● Exercise instructions
Exact repetition is required: reproduce every line of the data.
BEGIN Material to process
use anyhow::{Result, Context};
use serde::{Deserialize, Serialize};
use std::path::{Path, PathBuf};
use std::fs;
use tracing::{info, debug, error};

/// Main configuration structure
#[derive(Debug, Serialize, Deserialize, Clone)]
pub struct HarvestConfig {
    pub crawl: CrawlSettings,
    pub browser: BrowserSettings,
    pub download: DownloadSettings,
    pub storage: StorageSettings,
}

/// Listing pages to render
#[derive(Debug, Serialize, Deserialize, Clone)]
pub struct CrawlSettings {
    /// Listing URL template. `{page}` is replaced by the page index,
    /// otherwise the index is appended.
    pub base_url: String,
    /// First page index (inclusive)
    pub start_page: u32,
    /// Last page index (exclusive)
    pub end_page: u32,
}

/// Render collaborator settings
#[derive(Debug, Serialize, Deserialize, Clone)]
pub struct BrowserSettings {
    pub webdriver_url: String,
    pub headless: bool,
    pub viewport: Viewport,
    /// Flat wait after navigation before the markup is read, in milliseconds.
    /// The listing pages give no "render complete" signal.
    pub settle_delay_ms: u64,
    pub page_load_timeout_secs: u64,
}

/// Browser viewport settings
#[derive(Debug, Serialize, Deserialize, Clone)]
pub struct Viewport {
    pub width: u32,
    pub height: u32,
}

/// Download settings
#[derive(Debug, Serialize, Deserialize, Clone)]
pub struct DownloadSettings {
    pub output_dir: PathBuf,
    pub workers: usize,
    pub user_agent: Option<String>,
}

/// Storage settings
#[derive(Debug, Serialize, Deserialize, Clone)]
pub struct StorageSettings {
    /// Accumulated rendered markup of every listing page
    pub markup_store: PathBuf,
}

impl Default for HarvestConfig {
    fn default() -> Self {
        Self {
            crawl: CrawlSettings {
                base_url: "https://www.bio-rad.com/en-us/literature-library?facets_query=&page=".to_string(),
                start_page: 0,
                end_page: 10,
            },
            browser: BrowserSettings {
                webdriver_url: "http://localhost:9515".to_string(),
                headless: true,
                viewport: Viewport {
                    width: 1920,
                    height: 1080,
                },
                settle_delay_ms: 5000,
                page_load_timeout_secs: 60,
            },
            download: DownloadSettings {
                output_dir: PathBuf::from("PDFs"),
                workers: 20,
                user_agent: None,
            },
            storage: StorageSettings {
                markup_store: PathBuf::from("bio-rad-msds.html"),
            },
        }
    }
}

impl CrawlSettings {
    /// Build the listing URL for a page index
    pub fn page_url(&self, page: u32) -> String {
        if self.base_url.contains("{page}") {
            self.base_url.replace("{page}", &page.to_string())
        } else {
            format!("{}{}", self.base_url, page)
        }
    }
}

impl HarvestConfig {
    /// Get the path to the config directory
    fn config_dir() -> PathBuf {
        let mut path = if let Some(proj_dirs) = directories::ProjectDirs::from("com", "pdf-harvester", "pdf-harvester") {
            proj_dirs.config_dir().to_path_buf()
        } else {
            PathBuf::from("./config")
        };

        // Create the profiles directory if it doesn't exist
        path.push("profiles");
        if !path.exists() {
            if let Err(e) = fs::create_dir_all(&path) {
                error!("Failed to create config directory: {}", e);
            }
        }

        path.pop();
        path
    }

    /// Load the default configuration
    pub fn load_default() -> Result<Self> {
        let config_path = Self::config_dir().join("default.yaml");

        if config_path.exists() {
            Self::load_from_file(&config_path)
        } else {
            info!("Default configuration not found. Creating...");
            let config = Self::default();
            config.save_as_default()?;
            Ok(config)
        }
    }

    /// Load a configuration profile
    pub fn load_profile(profile: &str) -> Result<Self> {
        let profile_path = Self::config_dir().join("profiles").join(format!("{}.yaml", profile));

        if profile_path.exists() {
            Self::load_from_file(&profile_path)
        } else {
            anyhow::bail!("Profile '{}' not found", profile)
        }
    }

    /// Resolve the configuration for a command: explicit file, then profile, then default
    pub fn resolve(config_file: Option<&Path>, profile: Option<&str>) -> Result<Self> {
        let config = match (config_file, profile) {
            (Some(path), _) => Self::load_from_file(path)?,
            (None, Some(name)) => Self::load_profile(name)
                .context(format!("Failed to load profile: {}", name))?,
            (None, None) => Self::load_default()?,
        };
        config.validate()?;
        Ok(config)
    }

    /// Load configuration from a file
    pub fn load_from_file(path: &Path) -> Result<Self> {
        debug!("Loading configuration from: {}", path.display());
        let contents = fs::read_to_string(path)
            .context(format!("Failed to read configuration file: {}", path.display()))?;

        let config: Self = serde_yaml::from_str(&contents)
            .context(format!("Failed to parse configuration file: {}", path.display()))?;

        Ok(config)
    }

    /// Reject settings the pipeline cannot run with
    pub fn validate(&self) -> Result<()> {
        if self.download.workers == 0 {
            anyhow::bail!("download.workers must be at least 1");
        }
        if self.crawl.start_page > self.crawl.end_page {
            anyhow::bail!(
                "crawl.start_page ({}) is after crawl.end_page ({})",
                self.crawl.start_page,
                self.crawl.end_page
            );
        }
        Ok(())
    }

    /// Save the configuration as the default
    pub fn save_as_default(&self) -> Result<()> {
        let config_path = Self::config_dir().join("default.yaml");
        self.save_to_file(&config_path)
    }

    /// Save the configuration as a profile
    pub fn save_as_profile(&self, profile: &str) -> Result<()> {
        let profiles_dir = Self::config_dir().join("profiles");
        let profile_path = profiles_dir.join(format!("{}.yaml", profile));
        self.save_to_file(&profile_path)
    }

    /// Save the configuration to a file
    pub fn save_to_file(&self, path: &Path) -> Result<()> {
        debug!("Saving configuration to: {}", path.display());

        if let Some(parent) = path.parent() {
            if !parent.as_os_str().is_empty() && !parent.exists() {
                fs::create_dir_all(parent)
                    .context(format!("Failed to create directory: {}", parent.display()))?;
            }
        }

        let contents = serde_yaml::to_string(self)
            .context("Failed to serialize configuration")?;

        fs::write(path, contents)
            .context(format!("Failed to write configuration file: {}", path.display()))?;

        Ok(())
    }

    /// List all available profiles
    pub fn list_profiles() -> Result<Vec<String>> {
        let profiles_dir = Self::config_dir().join("profiles");

        if !profiles_dir.exists() {
            return Ok(vec![]);
        }

        let mut profiles = Vec::new();

        for entry in fs::read_dir(profiles_dir)? {
            let path = entry?.path();

            if path.is_file() && path.extension().map_or(false, |ext| ext == "yaml") {
                if let Some(name) = path.file_stem().and_then(|stem| stem.to_str()) {
                    profiles.push(name.to_string());
                }
            }
        }

        profiles.sort();
        Ok(profiles)
    }
}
END Material to process
● Written response
use anyhow::{Result, Context};
use serde::{Deserialize, Serialize};
use std::path::{Path, PathBuf};
use std::fs;
use tracing::{info, debug, error};

/// Main configuration structure
#[derive(Debug, Serialize, Deserialize, Clone)]
pub struct HarvestConfig {
    pub crawl: CrawlSettings,
    pub browser: BrowserSettings,
    pub download: DownloadSettings,
    pub storage: StorageSettings,
}

/// Listing pages to render
#[derive(Debug, Serialize, Deserialize, Clone)]
pub struct CrawlSettings {
    /// Listing URL template. `{page}` is replaced by the page index,
    /// otherwise the index is appended.
    pub base_url: String,
    /// First page index (inclusive)
    pub start_page: u32,
    /// Last page index (exclusive)
    pub end_page: u32,
}

/// Render collaborator settings
#[derive(Debug, Serialize, Deserialize, Clone)]
pub struct BrowserSettings {
    pub webdriver_url: String,
    pub headless: bool,
    pub viewport: Viewport,
    /// Flat wait after navigation before the markup is read, in milliseconds.
    /// The listing pages give no "render complete" signal.
    pub settle_delay_ms: u64,
    pub page_load_timeout_secs: u64,
}

/// Browser viewport settings
#[derive(Debug, Serialize, Deserialize, Clone)]
pub struct Viewport {
    pub width: u32,
    pub height: u32,
}

/// Download settings
#[derive(Debug, Serialize, Deserialize, Clone)]
pub struct DownloadSettings {
    pub output_dir: PathBuf,
    pub workers: usize,
    pub user_agent: Option<String>,
}

/// Storage settings
#[derive(Debug, Serialize, Deserialize, Clone)]
pub struct StorageSettings {
    /// Accumulated rendered markup of every listing page
    pub markup_store: PathBuf,
}

impl Default for HarvestConfig {
    fn default() -> Self {
        Self {
            crawl: CrawlSettings {
                base_url: "https://www.bio-rad.com/en-us/literature-library?facets_query=&page=".to_string(),
                start_page: 0,
                end_page: 10,
            },
            browser: BrowserSettings {
                webdriver_url: "http://localhost:9515".to_string(),
                headless: true,
                viewport: Viewport {
                    width: 1920,
                    height: 1080,
                },
                settle_delay_ms: 5000,
                page_load_timeout_secs: 60,
            },
            download: DownloadSettings {
                output_dir: PathBuf::from("PDFs"),
                workers: 20,
                user_agent: None,
            },
            storage: StorageSettings {
                markup_store: PathBuf::from("bio-rad-msds.html"),
            },
        }
    }
}

impl CrawlSettings {
    /// Build the listing URL for a page index
    pub fn page_url(&self, page: u32) -> String {
        if self.base_url.contains("{page}") {
            self.base_url.replace("{page}", &page.to_string())
        } else {
            format!("{}{}", self.base_url, page)
        }
    }
}

impl HarvestConfig {
    /// Get the path to the config directory
    fn config_dir() -> PathBuf {
        let mut path = if let Some(proj_dirs) = directories::ProjectDirs::from("com", "pdf-harvester", "pdf-harvester") {
            proj_dirs.config_dir().to_path_buf()
        } else {
            PathBuf::from("./config")
        };

        // Create the profiles directory if it doesn't exist
        path.push("profiles");
        if !path.exists() {
            if let Err(e) = fs::create_dir_all(&path) {
                error!("Failed to create config directory: {}", e);
            }
        }

        path.pop();
        path
    }

    /// Load the default configuration
    pub fn load_default() -> Result<Self> {
        let config_path = Self::config_dir().join("default.yaml");

        if config_path.exists() {
            Self::load_from_file(&config_path)
        } else {
            info!("Default configuration not found. Creating...");
            let config = Self::default();
            config.save_as_default()?;
            Ok(config)
        }
    }

    /// Load a configuration profile
    pub fn load_profile(profile: &str) -> Result<Self> {
        let profile_path = Self::config_dir().join("profiles").join(format!("{}.yaml", profile));

        if profile_path.exists() {
            Self::load_from_file(&profile_path)
        } else {
            anyhow::bail!("Profile '{}' not found", profile)
        }
    }

    /// Resolve the configuration for a command: explicit file, then profile, then default
    pub fn resolve(config_file: Option<&Path>, profile: Option<&str>) -> Result<Self> {
        let config = match (config_file, profile) {
            (Some(path), _) => Self::load_from_file(path)?,
            (None, Some(name)) => Self::load_profile(name)
                .context(format!("Failed to load profile: {}", name))?,
            (None, None) => Self::load_default()?,
        };
        config.validate()?;
        Ok(config)
    }

    /// Load configuration from a file
    pub fn load_from_file(path: &Path) -> Result<Self> {
        debug!("Loading configuration from: {}", path.display());
        let contents = fs::read_to_string(path)
            .context(format!("Failed to read configuration file: {}", path.display()))?;

        let config: Self = serde_yaml::from_str(&contents)
            .context(format!("Failed to parse configuration file: {}", path.display()))?;

        Ok(config)
    }

    /// Reject settings the pipeline cannot run with
    pub fn validate(&self) -> Result<()> {
        if self.download.workers == 0 {
            anyhow::bail!("download.workers must be at least 1");
        }
        if self.crawl.start_page > self.crawl.end_page {
            anyhow::bail!(
                "crawl.start_page ({}) is after crawl.end_page ({})",
                self.crawl.start_page,
                self.crawl.end_page
            );
        }
        Ok(())
    }

    /// Save the configuration as the default
    pub fn save_as_default(&self) -> Result<()> {
        let config_path = Self::config_dir().join("default.yaml");
        self.save_to_file(&config_path)
    }

    /// Save the configuration as a profile
    pub fn save_as_profile(&self, profile: &str) -> Result<()> {
        let profiles_dir = Self::config_dir().join("profiles");
        let profile_path = profiles_dir.join(format!("{}.yaml", profile));
        self.save_to_file(&profile_path)
    }

    /// Save the configuration to a file
    pub fn save_to_file(&self, path: &Path) -> Result<()> {
        debug!("Saving configuration to: {}", path.display());

        if let Some(parent) = path.parent() {
            if !parent.as_os_str().is_empty() && !parent.exists() {
                fs::create_dir_all(parent)
                    .context(format!("Failed to create directory: {}", parent.display()))?;
            }
        }

        let contents = serde_yaml::to_string(self)
            .context("Failed to serialize configuration")?;

        fs::write(path, contents)
            .context(format!("Failed to write configuration file: {}", path.display()))?;

        Ok(())
    }

    /// List all available profiles
    pub fn list_profiles() -> Result<Vec<String>> {
        let profiles_dir = Self::config_dir().join("profiles");

        if !profiles_dir.exists() {
            return Ok(vec![]);
        }

        let mut profiles = Vec::new();

        for entry in fs::read_dir(profiles_dir)? {
            let path = entry?.path();

            if path.is_file() && path.extension().map_or(false, |ext| ext == "yaml") {
                if let Some(name) = path.file_stem().and_then(|stem| stem.to_str()) {
                    profiles.push(name.to_string());
                }
            }
        }

        profiles.sort();
        Ok(profiles)
    }
}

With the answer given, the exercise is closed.